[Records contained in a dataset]

<<<<

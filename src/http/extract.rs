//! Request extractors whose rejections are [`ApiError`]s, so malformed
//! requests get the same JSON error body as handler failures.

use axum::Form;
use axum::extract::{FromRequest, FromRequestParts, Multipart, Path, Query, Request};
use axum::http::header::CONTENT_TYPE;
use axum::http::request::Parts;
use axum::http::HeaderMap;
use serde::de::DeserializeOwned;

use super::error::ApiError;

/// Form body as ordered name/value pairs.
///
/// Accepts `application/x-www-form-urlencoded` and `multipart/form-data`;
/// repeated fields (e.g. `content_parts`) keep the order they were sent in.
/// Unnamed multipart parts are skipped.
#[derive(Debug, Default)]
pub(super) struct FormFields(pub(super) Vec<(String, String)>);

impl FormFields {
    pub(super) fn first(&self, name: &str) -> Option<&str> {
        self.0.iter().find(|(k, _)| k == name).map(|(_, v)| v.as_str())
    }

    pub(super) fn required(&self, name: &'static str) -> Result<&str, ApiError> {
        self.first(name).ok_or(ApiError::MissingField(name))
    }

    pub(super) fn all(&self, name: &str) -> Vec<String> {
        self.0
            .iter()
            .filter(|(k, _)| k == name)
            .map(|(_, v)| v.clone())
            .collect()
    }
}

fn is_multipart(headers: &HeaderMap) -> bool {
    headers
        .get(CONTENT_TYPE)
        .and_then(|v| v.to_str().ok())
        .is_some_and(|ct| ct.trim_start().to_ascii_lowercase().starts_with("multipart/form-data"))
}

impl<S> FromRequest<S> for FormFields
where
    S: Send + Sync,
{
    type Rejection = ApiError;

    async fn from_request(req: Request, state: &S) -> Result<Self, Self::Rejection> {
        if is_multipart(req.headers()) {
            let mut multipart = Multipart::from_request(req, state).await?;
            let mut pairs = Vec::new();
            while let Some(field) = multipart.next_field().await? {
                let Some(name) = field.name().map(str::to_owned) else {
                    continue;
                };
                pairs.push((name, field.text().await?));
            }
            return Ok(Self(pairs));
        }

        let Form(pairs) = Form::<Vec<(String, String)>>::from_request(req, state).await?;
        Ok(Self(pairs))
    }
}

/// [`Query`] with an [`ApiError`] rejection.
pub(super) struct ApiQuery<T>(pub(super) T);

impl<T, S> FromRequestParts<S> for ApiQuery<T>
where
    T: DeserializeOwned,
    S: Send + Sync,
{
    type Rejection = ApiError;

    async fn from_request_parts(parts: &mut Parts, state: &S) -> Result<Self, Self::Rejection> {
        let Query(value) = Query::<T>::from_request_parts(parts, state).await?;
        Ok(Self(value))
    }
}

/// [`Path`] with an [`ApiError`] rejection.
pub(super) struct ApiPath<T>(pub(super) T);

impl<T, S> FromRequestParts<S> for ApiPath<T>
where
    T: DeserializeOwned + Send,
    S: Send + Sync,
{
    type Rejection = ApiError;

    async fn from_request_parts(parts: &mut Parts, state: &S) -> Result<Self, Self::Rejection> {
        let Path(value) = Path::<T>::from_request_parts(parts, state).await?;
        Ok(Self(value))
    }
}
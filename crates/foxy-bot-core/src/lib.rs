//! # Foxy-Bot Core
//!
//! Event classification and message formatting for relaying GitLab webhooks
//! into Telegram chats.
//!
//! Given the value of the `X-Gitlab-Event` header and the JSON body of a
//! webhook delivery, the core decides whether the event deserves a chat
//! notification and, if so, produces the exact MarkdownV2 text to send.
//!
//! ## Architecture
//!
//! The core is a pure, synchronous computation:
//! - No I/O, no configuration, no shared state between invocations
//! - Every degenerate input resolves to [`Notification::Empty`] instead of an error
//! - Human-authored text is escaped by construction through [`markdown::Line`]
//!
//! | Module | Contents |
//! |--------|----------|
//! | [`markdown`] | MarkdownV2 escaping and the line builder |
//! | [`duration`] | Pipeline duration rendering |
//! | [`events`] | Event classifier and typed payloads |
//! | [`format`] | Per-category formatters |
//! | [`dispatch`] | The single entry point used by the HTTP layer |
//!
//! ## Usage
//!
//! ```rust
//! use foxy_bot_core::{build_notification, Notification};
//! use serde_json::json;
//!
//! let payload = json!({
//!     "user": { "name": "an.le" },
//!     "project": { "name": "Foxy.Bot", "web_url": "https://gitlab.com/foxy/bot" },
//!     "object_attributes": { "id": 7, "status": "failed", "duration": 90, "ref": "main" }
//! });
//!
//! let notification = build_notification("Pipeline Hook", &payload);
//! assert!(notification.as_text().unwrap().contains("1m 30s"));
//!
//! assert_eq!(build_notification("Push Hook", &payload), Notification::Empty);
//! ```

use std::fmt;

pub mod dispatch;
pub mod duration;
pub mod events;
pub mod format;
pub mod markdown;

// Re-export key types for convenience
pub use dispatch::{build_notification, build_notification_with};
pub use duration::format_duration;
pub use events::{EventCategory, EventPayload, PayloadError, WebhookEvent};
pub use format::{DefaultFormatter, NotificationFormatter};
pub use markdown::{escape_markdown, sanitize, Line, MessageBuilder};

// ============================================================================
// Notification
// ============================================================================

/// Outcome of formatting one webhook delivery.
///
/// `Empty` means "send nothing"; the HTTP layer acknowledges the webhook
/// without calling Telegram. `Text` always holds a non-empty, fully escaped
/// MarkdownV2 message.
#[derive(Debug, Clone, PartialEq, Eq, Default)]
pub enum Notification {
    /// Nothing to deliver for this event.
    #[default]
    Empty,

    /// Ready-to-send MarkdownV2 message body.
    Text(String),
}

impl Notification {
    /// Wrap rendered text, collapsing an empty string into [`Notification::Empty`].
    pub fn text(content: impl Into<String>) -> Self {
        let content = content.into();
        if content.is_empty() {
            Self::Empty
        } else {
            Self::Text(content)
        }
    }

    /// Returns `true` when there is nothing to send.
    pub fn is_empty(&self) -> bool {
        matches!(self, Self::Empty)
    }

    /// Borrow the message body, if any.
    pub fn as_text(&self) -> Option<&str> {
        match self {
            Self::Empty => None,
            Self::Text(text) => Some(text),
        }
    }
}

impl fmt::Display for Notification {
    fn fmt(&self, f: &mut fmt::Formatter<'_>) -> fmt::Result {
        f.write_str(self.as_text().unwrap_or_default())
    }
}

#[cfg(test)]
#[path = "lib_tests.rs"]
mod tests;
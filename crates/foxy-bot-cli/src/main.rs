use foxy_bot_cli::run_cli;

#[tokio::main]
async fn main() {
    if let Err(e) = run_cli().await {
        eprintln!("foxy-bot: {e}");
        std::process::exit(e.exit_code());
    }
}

>>>>

Required action. Transcribe the data above verbatim.

Solution to the problem.
filename src/http/extract.rs
//! Request extractors whose rejections are [`ApiError`]s, so malformed
//! requests get the same JSON error body as handler failures.

use axum::Form;
use axum::extract::{FromRequest, FromRequestParts, Multipart, Path, Query, Request};
use axum::http::header::CONTENT_TYPE;
use axum::http::request::Parts;
use axum::http::HeaderMap;
use serde::de::DeserializeOwned;

use super::error::ApiError;

/// Form body as ordered name/value pairs.
///
/// Accepts `application/x-www-form-urlencoded` and `multipart/form-data`;
/// repeated fields (e.g. `content_parts`) keep the order they were sent in.
/// Unnamed multipart parts are skipped.
#[derive(Debug, Default)]
pub(super) struct FormFields(pub(super) Vec<(String, String)>);

impl FormFields {
    pub(super) fn first(&self, name: &str) -> Option<&str> {
        self.0.iter().find(|(k, _)| k == name).map(|(_, v)| v.as_str())
    }

    pub(super) fn required(&self, name: &'static str) -> Result<&str, ApiError> {
        self.first(name).ok_or(ApiError::MissingField(name))
    }

    pub(super) fn all(&self, name: &str) -> Vec<String> {
        self.0
            .iter()
            .filter(|(k, _)| k == name)
            .map(|(_, v)| v.clone())
            .collect()
    }
}

fn is_multipart(headers: &HeaderMap) -> bool {
    headers
        .get(CONTENT_TYPE)
        .and_then(|v| v.to_str().ok())
        .is_some_and(|ct| ct.trim_start().to_ascii_lowercase().starts_with("multipart/form-data"))
}

impl<S> FromRequest<S> for FormFields
where
    S: Send + Sync,
{
    type Rejection = ApiError;

    async fn from_request(req: Request, state: &S) -> Result<Self, Self::Rejection> {
        if is_multipart(req.headers()) {
            let mut multipart = Multipart::from_request(req, state).await?;
            let mut pairs = Vec::new();
            while let Some(field) = multipart.next_field().await? {
                let Some(name) = field.name().map(str::to_owned) else {
                    continue;
                };
                pairs.push((name, field.text().await?));
            }
            return Ok(Self(pairs));
        }

        let Form(pairs) = Form::<Vec<(String, String)>>::from_request(req, state).await?;
        Ok(Self(pairs))
    }
}

/// [`Query`] with an [`ApiError`] rejection.
pub(super) struct ApiQuery<T>(pub(super) T);

impl<T, S> FromRequestParts<S> for ApiQuery<T>
where
    T: DeserializeOwned,
    S: Send + Sync,
{
    type Rejection = ApiError;

    async fn from_request_parts(parts: &mut Parts, state: &S) -> Result<Self, Self::Rejection> {
        let Query(value) = Query::<T>::from_request_parts(parts, state).await?;
        Ok(Self(value))
    }
}

/// [`Path`] with an [`ApiError`] rejection.
pub(super) struct ApiPath<T>(pub(super) T);

impl<T, S> FromRequestParts<S> for ApiPath<T>
where
    T: DeserializeOwned + Send,
    S: Send + Sync,
{
    type Rejection = ApiError;

    async fn from_request_parts(parts: &mut Parts, state: &S) -> Result<Self, Self::Rejection> {
        let Path(value) = Path::<T>::from_request_parts(parts, state).await?;
        Ok(Self(value))
    }
}
filename crates/foxy-bot-core/src/lib.rs
//! # Foxy-Bot Core
//!
//! Event classification and message formatting for relaying GitLab webhooks
//! into Telegram chats.
//!
//! Given the value of the `X-Gitlab-Event` header and the JSON body of a
//! webhook delivery, the core decides whether the event deserves a chat
//! notification and, if so, produces the exact MarkdownV2 text to send.
//!
//! ## Architecture
//!
//! The core is a pure, synchronous computation:
//! - No I/O, no configuration, no shared state between invocations
//! - Every degenerate input resolves to [`Notification::Empty`] instead of an error
//! - Human-authored text is escaped by construction through [`markdown::Line`]
//!
//! | Module | Contents |
//! |--------|----------|
//! | [`markdown`] | MarkdownV2 escaping and the line builder |
//! | [`duration`] | Pipeline duration rendering |
//! | [`events`] | Event classifier and typed payloads |
//! | [`format`] | Per-category formatters |
//! | [`dispatch`] | The single entry point used by the HTTP layer |
//!
//! ## Usage
//!
//! ```rust
//! use foxy_bot_core::{build_notification, Notification};
//! use serde_json::json;
//!
//! let payload = json!({
//!     "user": { "name": "an.le" },
//!     "project": { "name": "Foxy.Bot", "web_url": "https://gitlab.com/foxy/bot" },
//!     "object_attributes": { "id": 7, "status": "failed", "duration": 90, "ref": "main" }
//! });
//!
//! let notification = build_notification("Pipeline Hook", &payload);
//! assert!(notification.as_text().unwrap().contains("1m 30s"));
//!
//! assert_eq!(build_notification("Push Hook", &payload), Notification::Empty);
//! ```

use std::fmt;

pub mod dispatch;
pub mod duration;
pub mod events;
pub mod format;
pub mod markdown;

// Re-export key types for convenience
pub use dispatch::{build_notification, build_notification_with};
pub use duration::format_duration;
pub use events::{EventCategory, EventPayload, PayloadError, WebhookEvent};
pub use format::{DefaultFormatter, NotificationFormatter};
pub use markdown::{escape_markdown, sanitize, Line, MessageBuilder};

// ============================================================================
// Notification
// ============================================================================

/// Outcome of formatting one webhook delivery.
///
/// `Empty` means "send nothing"; the HTTP layer acknowledges the webhook
/// without calling Telegram. `Text` always holds a non-empty, fully escaped
/// MarkdownV2 message.
#[derive(Debug, Clone, PartialEq, Eq, Default)]
pub enum Notification {
    /// Nothing to deliver for this event.
    #[default]
    Empty,

    /// Ready-to-send MarkdownV2 message body.
    Text(String),
}

impl Notification {
    /// Wrap rendered text, collapsing an empty string into [`Notification::Empty`].
    pub fn text(content: impl Into<String>) -> Self {
        let content = content.into();
        if content.is_empty() {
            Self::Empty
        } else {
            Self::Text(content)
        }
    }

    /// Returns `true` when there is nothing to send.
    pub fn is_empty(&self) -> bool {
        matches!(self, Self::Empty)
    }

    /// Borrow the message body, if any.
    pub fn as_text(&self) -> Option<&str> {
        match self {
            Self::Empty => None,
            Self::Text(text) => Some(text),
        }
    }
}

impl fmt::Display for Notification {
    fn fmt(&self, f: &mut fmt::Formatter<'_>) -> fmt::Result {
        f.write_str(self.as_text().unwrap_or_default())
    }
}

#[cfg(test)]
#[path = "lib_tests.rs"]
mod tests;
filename crates/foxy-bot-cli/src/main.rs
use foxy_bot_cli::run_cli;

#[tokio::main]
async fn main() {
    if let Err(e) = run_cli().await {
        eprintln!("foxy-bot: {e}");
        std::process::exit(e.exit_code());
    }
}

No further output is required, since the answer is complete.